The task
Report all lines in the records that hold the string "must".
***
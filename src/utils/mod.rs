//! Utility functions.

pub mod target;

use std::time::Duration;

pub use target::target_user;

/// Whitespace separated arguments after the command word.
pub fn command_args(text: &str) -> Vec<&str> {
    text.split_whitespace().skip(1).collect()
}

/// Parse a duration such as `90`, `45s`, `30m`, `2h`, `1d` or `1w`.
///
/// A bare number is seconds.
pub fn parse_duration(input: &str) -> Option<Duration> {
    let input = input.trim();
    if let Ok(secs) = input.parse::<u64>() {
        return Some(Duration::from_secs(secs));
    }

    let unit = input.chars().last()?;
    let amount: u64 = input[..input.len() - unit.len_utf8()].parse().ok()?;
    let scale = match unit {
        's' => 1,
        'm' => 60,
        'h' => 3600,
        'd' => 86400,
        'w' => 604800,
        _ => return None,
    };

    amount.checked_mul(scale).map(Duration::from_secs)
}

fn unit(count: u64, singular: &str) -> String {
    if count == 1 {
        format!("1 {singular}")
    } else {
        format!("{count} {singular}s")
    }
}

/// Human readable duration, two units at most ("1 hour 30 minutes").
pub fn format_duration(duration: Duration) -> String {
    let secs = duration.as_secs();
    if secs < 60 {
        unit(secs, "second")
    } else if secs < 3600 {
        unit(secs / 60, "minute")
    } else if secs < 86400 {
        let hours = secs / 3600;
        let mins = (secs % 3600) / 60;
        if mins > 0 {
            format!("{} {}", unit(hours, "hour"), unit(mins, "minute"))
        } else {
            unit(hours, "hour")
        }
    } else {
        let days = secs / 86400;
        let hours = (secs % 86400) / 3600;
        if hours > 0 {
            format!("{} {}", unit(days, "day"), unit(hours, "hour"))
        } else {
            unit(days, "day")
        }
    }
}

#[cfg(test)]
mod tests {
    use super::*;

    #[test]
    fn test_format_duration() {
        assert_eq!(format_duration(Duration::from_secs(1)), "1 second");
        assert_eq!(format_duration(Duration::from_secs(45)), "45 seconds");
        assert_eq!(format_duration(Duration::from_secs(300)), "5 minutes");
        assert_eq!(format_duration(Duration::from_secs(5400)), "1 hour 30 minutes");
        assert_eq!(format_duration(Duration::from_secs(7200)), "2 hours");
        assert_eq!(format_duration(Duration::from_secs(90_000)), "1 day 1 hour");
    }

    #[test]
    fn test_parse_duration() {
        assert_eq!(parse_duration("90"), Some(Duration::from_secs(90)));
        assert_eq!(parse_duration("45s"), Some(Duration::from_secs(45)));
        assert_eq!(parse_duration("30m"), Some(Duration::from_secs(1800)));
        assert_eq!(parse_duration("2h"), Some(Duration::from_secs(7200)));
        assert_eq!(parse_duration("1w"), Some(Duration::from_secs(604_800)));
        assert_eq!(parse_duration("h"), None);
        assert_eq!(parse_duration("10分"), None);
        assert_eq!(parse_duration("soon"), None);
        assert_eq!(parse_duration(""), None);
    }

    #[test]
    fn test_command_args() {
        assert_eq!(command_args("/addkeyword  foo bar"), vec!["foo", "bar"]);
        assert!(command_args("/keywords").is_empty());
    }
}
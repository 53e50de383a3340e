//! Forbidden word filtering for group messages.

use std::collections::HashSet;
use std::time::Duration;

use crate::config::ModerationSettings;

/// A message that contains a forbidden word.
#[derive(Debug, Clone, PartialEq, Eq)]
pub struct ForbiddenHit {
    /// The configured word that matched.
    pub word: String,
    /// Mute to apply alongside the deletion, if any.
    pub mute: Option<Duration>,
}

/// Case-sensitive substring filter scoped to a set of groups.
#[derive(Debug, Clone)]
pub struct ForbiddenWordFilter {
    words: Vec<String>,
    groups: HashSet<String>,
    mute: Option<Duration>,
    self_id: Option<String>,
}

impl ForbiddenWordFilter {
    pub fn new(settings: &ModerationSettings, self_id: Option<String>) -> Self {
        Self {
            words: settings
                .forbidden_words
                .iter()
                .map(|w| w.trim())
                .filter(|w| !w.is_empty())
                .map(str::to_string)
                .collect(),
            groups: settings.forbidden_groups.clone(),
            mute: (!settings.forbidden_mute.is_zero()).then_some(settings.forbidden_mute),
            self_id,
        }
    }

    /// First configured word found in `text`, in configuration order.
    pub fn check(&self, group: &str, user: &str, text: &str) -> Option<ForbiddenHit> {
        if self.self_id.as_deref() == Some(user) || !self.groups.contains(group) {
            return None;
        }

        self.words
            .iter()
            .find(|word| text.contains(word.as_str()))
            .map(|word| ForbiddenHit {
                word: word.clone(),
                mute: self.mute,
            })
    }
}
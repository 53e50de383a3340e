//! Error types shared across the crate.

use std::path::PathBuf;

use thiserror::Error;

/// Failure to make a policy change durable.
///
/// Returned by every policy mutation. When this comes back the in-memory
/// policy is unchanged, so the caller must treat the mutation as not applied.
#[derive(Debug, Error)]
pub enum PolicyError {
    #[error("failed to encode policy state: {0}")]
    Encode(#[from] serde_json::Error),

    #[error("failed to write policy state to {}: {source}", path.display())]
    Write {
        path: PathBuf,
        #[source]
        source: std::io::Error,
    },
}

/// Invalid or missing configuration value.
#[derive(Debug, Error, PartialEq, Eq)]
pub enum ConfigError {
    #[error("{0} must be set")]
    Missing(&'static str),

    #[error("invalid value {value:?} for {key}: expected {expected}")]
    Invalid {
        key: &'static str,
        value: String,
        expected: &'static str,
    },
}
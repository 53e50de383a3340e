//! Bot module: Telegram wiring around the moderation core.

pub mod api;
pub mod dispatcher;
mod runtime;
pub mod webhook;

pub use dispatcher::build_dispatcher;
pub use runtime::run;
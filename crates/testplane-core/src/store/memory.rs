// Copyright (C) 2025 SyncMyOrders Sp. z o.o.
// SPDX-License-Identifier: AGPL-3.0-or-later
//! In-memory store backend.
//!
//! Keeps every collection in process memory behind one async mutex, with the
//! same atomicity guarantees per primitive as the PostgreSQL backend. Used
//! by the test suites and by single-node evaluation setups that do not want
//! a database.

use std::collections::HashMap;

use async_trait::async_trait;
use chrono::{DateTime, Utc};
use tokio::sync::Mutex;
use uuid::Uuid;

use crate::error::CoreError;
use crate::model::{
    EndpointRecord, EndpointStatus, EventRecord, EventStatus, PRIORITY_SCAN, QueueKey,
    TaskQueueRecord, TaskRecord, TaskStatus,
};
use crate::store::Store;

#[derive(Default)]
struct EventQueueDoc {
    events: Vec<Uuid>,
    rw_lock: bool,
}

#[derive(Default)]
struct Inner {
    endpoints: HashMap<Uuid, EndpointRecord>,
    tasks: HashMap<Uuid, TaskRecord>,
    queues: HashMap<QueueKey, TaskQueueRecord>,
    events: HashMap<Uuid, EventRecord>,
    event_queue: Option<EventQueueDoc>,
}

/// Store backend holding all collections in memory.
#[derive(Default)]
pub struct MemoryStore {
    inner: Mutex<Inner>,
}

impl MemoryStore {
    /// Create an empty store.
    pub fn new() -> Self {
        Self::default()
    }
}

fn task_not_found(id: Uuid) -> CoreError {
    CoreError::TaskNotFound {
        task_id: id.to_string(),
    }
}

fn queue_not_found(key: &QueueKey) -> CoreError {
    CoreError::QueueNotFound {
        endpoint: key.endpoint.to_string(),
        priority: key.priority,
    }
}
***
Answer to the exercise
/// policy is unchanged, so the caller must treat the mutation as not applied.
    #[error("{0} must be set")]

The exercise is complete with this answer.